This is what it's like to be a sales rep in a typical technology training
event. Unlike other professions where the salaried attendees are actually paid
to sit in the room, every minute out of the field costs that account manager
in time, money, momentum and opportunity.
To Make Matters Worse
No doubt about it, selling technology is difficult. Product life cycles are
numbered weeks. Markets evolve at a blinding rate. Competitors merge, divide,
partner and takeover. Nothing, it seems, is static.
And then there are 'the humans'. Unlike technical product skills where there
are predicable steps to installing the messaging client or configuring a network,
sales requires dealing constantly with the unpredictable: people. If things
aren't working right, you can't just replace a decision maker the same way
you can swap out a board.
And finally, to compound the problem, most sales skills training is terrible.

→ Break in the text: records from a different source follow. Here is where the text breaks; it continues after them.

/// Walk `ranked` candidates tier-by-tier against `profile`'s per-tier
/// budget shares, expand via the edge graph, attach memories, and emit a
/// `Bundle` with its evidence trail and stopping reason.
pub fn assemble(
    storage: &Storage,
    token_model: &TokenModel,
    profile: &PackingProfile,
    ranked: &[RankedChunk],
    memories: &[Memory],
    options: &AssembleOptions,
) -> Result<Bundle> {
    let mut items = Vec::new();
    let mut consumed_by_admission_tier: HashMap<AdmissionTier, usize> = HashMap::new();
    let mut total_consumed = 0usize;
    let mut seen_chunk_ids: std::collections::HashSet<String> = std::collections::HashSet::new();
    let mut admitted_spans: Vec<String> = Vec::new();

    let memory_budget = (options.total_budget as f64 * MEMORY_BUDGET_SHARE).floor() as usize;
    let content_budget = options.total_budget.saturating_sub(memory_budget);
    // `reserve` is carved out of content_budget up front and only spent on
    // tail items once every admission tier's primary walk is done.
    let reserve_budget = profile.reserve_budget(content_budget);
    let primary_budget = content_budget.saturating_sub(reserve_budget);

    // Classify step (spec §4.9 step 1): fetch every candidate's chunk once,
    // weight its fused rank by the chunk's content-type priority, then rank
    // by that weighted score to bucket each hit into an admission tier.
    // The walk itself still proceeds in fusion order (step 2); the tier only
    // decides which budget it's checked against.
    let mut candidates: Vec<(&RankedChunk, Chunk)> = Vec::with_capacity(ranked.len());
    for candidate in ranked {
        if let Some(chunk) = storage.get_chunk(&candidate.chunk_id)? {
            candidates.push((candidate, chunk));
        }
    }
    let mut weighted_order: Vec<usize> = (0..candidates.len()).collect();
    weighted_order.sort_by(|&a, &b| {
        let wa = candidates[a].0.fused_score * profile.priority_weight(candidates[a].1.priority);
        let wb = candidates[b].0.fused_score * profile.priority_weight(candidates[b].1.priority);
        wb.partial_cmp(&wa).unwrap_or(std::cmp::Ordering::Equal)
    });
    let mut admission_tier_of: HashMap<String, AdmissionTier> = HashMap::new();
    for (rank, &idx) in weighted_order.iter().enumerate() {
        let tier = AdmissionTier::for_rank(rank, candidates.len());
        admission_tier_of.insert(candidates[idx].1.id.clone(), tier);
    }

    let mut stopping_reason = StoppingReason::NoMoreCandidates;
    let mut exhausted = false;

    for (candidate, chunk) in &candidates {
        if !seen_chunk_ids.insert(chunk.id.clone()) {
            continue;
        }

        let admission_tier = admission_tier_of.get(&chunk.id).copied().unwrap_or(AdmissionTier::Optional);
        let tier_budget = profile.tier_budget(primary_budget, admission_tier);
        let used = *consumed_by_admission_tier.get(&admission_tier).unwrap_or(&0);
        let full_tokens = token_model.count_tokens(&chunk.body);

        if used + full_tokens <= tier_budget && total_consumed + full_tokens <= primary_budget {
            total_consumed += full_tokens;
            consumed_by_admission_tier.insert(admission_tier, used + full_tokens);
            if let Some(span_id) = chunk.span_id.clone() {
                admitted_spans.push(span_id);
            }
            items.push(BundleItem {
                chunk_id: chunk.id.clone(),
                path: chunk.path.clone(),
                content_tier: chunk.priority,
                admission_tier,
                admission: Admission::Full,
                tokens: full_tokens,
                score: candidate.fused_score,
                sources: candidate.sources.clone(),
                via_graph: false,
            });
            continue;
        }

        match profile.capsule_strategy(chunk.priority) {
            CapsuleStrategy::None => {}
            strategy => {
                let capsule_text = build_capsule(&chunk.body, chunk.path.as_str(), strategy);
                let capsule_tokens = token_model.count_tokens(&capsule_text);
                if used + capsule_tokens <= tier_budget && total_consumed + capsule_tokens <= primary_budget {
                    total_consumed += capsule_tokens;
                    consumed_by_admission_tier.insert(admission_tier, used + capsule_tokens);
                    items.push(BundleItem {
                        chunk_id: chunk.id.clone(),
                        path: chunk.path.clone(),
                        content_tier: chunk.priority,
                        admission_tier,
                        admission: Admission::Capsule,
                        tokens: capsule_tokens,
                        score: candidate.fused_score,
                        sources: candidate.sources.clone(),
                        via_graph: false,
                    });
                    continue;
                }
            }
        }

        if total_consumed >= primary_budget {
            exhausted = true;
            stopping_reason = StoppingReason::BudgetExhausted;
            break;
        }
    }

    // Tail pass: spend the held-back reserve on whatever the primary walk
    // couldn't fit, lowest-content-weight-first capsule admission only —
    // reserve exists for "tail items," not a second full-body pass.
    if !exhausted {
        let mut remaining_reserve = reserve_budget;
        for (candidate, chunk) in &candidates {
            if remaining_reserve == 0 {
                break;
            }
            if !seen_chunk_ids.insert(chunk.id.clone()) {
                continue;
            }
            let strategy = profile.capsule_strategy(chunk.priority);
            if strategy == CapsuleStrategy::None {
                continue;
            }
            let capsule_text = build_capsule(&chunk.body, chunk.path.as_str(), strategy);
            let capsule_tokens = token_model.count_tokens(&capsule_text);
            if capsule_tokens > remaining_reserve {
                continue;
            }
            remaining_reserve -= capsule_tokens;
            total_consumed += capsule_tokens;
            items.push(BundleItem {
                chunk_id: chunk.id.clone(),
                path: chunk.path.clone(),
                content_tier: chunk.priority,
                admission_tier: admission_tier_of.get(&chunk.id).copied().unwrap_or(AdmissionTier::Optional),
                admission: Admission::Capsule,
                tokens: capsule_tokens,
                score: candidate.fused_score,
                sources: candidate.sources.clone(),
                via_graph: false,
            });
        }
    }

    if !exhausted && options.early_stopped_at_retrieval {
        stopping_reason = StoppingReason::EarlyStopThresholdMet;
    }

    // Graph expansion from admitted spans, respecting whatever budget remains.
    if !exhausted && !admitted_spans.is_empty() && total_consumed < content_budget {
        let remaining = content_budget - total_consumed;
        let token_model_ref = token_model;
        let traversal = graph::traverse(
            storage as &dyn EdgeSource,
            &admitted_spans,
            options.max_depth,
            NODE_CAP,
            Some(remaining),
            |span_id| {
                storage
                    .get_chunk_for_span(span_id)
                    .ok()
                    .flatten()
                    .map(|c| token_model_ref.count_tokens(&c.body))
                    .unwrap_or(0)
            },
            options.traversal_strategy,
        );

        for node in &traversal.nodes {
            let Ok(Some(chunk)) = storage.get_chunk_for_span(&node.span_id) else { continue };
            if !seen_chunk_ids.insert(chunk.id.clone()) {
                continue;
            }
            let tokens = token_model.count_tokens(&chunk.body);
            if total_consumed + tokens > content_budget {
                continue;
            }
            total_consumed += tokens;
            items.push(BundleItem {
                chunk_id: chunk.id.clone(),
                path: chunk.path,
                content_tier: chunk.priority,
                admission_tier: AdmissionTier::Important,
                admission: Admission::Full,
                tokens,
                score: 0.0,
                sources: Vec::new(),
                via_graph: true,
            });
        }

        if traversal.truncated && stopping_reason == StoppingReason::NoMoreCandidates {
            stopping_reason = StoppingReason::DepthExhausted;
        }
    }

    let attached_memories: Vec<Memory> = memories.iter().take(MAX_MEMORIES).cloned().collect();

    let signature = bundle_signature(&items);

    Ok(Bundle { items, memories: attached_memories, total_tokens: total_consumed, stopping_reason, signature })
}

The Toughest Customers in the World
Last year my company conducted sales training on four continents, working
with account managers from over a dozen countries. Let me tell you a secret,
there's not a sales rep out there who doesn't want to improve, to increase
their potential, to substantially beat that quota. There are ways you help
them. The trick is in knowing what they need and how to deliver it. Here are
a few ways to do it:
One Size Fits All?
Generic training courses will teach your people broad, general skills like
contact management or needs assessment. But consider this: if everyone in your
sales force is using the latest generic methodology, what advantage will they
have over your biggest competitor who probably ran their sales people through
the same exact methodology last quarter?
What to do:
Selling technology is specific. Shun the 'high promise'
canned courses, and make the investment in a training course that is designed
for your product and the kind of selling your reps do. A methodology that
encourages them to just ‘sell high' in one-one-one meetings will fail if
your product requires action from several levels in other functions at the
same time in organizations dominated by committees. Simplistic rah-rah wastes
everyone's time -- and your money. Canned bargains are no bargain.
Watch your language
To be perfectly accurate, engineering will want your sales people to have
the latest and greatest spec sheets, migration codes and part numbers. But
features don't sell. In order for your sales people to make a sale, they must
be bilingual. The must take those spec sheets and when they venture into the
customer's world, translate them so that the ordinary humans can understand.
What to do:
Sales training should be, but rarely ever is, primarily in the language of
the client. Find a training course that has a customer, not technical, perspective.
Sales people need to learn how to make that translation, how it affects the
psychology of the sale, how to navigate the decision making process. Focus
on giving phrases and vocabulary that helps the customer make a buy decision.
Approach with caution
It takes sales people about 3 minutes, tops, to size
up a training course. If the author knows less about creating customers than
they do, the entire course is suspect. The more successful your account managers
are, the less likely they will be to change their winning methodology to
the new one, regardless of how ‘hot' the course is or how strong the corporate
mandate to follow it.
What to do:
Know your trainer (or who developed that training). If they have just bought
the franchise or read the book, wonder if they have ever sold technology. Ask
around. Find one with content that shows a fundamental understanding of how
customers make decision and what reps need to know to help prospects make a
decision.
No Better Investment
Done right, sales training isn't removing $20 bills from your wallet as you
sit
there. On the contrary, it's like fillling them with $100 bills. Next time
you plan a training event, scrutinize what your are offering and insist on
value for every minute. You'll be rewarded the first time they return from
break.
Janette Racicot is President of Racicot & Associates
which specializes in helping companies improve their high visibility, important
training and events. Share your thoughts with her at 617 484 3201 or jracicot@jracicot.com.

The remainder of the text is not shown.